[Start of Attachment]

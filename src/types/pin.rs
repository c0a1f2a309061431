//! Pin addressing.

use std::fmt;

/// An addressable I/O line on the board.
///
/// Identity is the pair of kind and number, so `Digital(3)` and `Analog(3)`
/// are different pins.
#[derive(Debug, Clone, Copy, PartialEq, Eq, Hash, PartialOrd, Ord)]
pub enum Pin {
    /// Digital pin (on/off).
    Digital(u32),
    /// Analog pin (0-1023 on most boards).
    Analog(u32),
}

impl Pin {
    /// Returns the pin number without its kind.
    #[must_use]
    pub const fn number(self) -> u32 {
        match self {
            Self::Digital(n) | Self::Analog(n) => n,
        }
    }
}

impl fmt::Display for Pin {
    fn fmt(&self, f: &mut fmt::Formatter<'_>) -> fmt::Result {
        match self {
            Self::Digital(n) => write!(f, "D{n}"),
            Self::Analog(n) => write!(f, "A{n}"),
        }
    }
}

[End of Attachment]
[Start of Attachment]

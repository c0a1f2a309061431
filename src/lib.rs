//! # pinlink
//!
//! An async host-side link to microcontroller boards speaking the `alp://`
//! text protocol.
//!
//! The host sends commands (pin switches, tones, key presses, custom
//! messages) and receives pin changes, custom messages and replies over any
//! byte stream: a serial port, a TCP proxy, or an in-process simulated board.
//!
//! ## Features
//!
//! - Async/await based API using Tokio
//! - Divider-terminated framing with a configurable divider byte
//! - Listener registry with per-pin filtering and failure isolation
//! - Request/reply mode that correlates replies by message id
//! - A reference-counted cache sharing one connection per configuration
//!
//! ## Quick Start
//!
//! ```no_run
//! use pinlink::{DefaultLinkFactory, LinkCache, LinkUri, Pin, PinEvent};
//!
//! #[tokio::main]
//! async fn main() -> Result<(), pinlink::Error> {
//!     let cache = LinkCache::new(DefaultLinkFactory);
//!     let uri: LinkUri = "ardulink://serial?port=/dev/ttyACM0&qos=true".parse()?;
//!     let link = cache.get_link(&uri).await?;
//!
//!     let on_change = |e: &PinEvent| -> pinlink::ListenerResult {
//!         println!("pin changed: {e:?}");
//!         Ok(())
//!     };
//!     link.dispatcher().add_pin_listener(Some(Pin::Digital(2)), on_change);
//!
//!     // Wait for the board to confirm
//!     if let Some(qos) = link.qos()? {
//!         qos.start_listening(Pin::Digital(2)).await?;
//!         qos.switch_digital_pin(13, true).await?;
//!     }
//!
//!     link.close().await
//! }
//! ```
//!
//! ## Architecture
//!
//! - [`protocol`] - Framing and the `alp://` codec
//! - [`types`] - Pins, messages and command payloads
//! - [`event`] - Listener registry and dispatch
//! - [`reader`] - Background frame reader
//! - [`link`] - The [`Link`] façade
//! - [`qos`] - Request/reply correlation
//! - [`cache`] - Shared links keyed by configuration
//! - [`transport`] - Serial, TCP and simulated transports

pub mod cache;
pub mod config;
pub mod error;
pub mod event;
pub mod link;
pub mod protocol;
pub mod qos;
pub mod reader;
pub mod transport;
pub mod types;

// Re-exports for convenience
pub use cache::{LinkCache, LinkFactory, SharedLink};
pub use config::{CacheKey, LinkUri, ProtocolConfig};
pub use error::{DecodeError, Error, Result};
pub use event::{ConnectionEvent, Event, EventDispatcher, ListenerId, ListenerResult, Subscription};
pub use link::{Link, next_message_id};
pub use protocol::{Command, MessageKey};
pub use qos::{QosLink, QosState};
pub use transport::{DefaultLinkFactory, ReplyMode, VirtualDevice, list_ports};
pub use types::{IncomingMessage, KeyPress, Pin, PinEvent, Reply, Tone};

[End of Attachment]

Lines in the listing above that contain the word "boards" must be copied; leave out the rest.

Response below -
    /// Analog pin (0-1023 on most boards).
//! An async host-side link to microcontroller boards speaking the `alp://`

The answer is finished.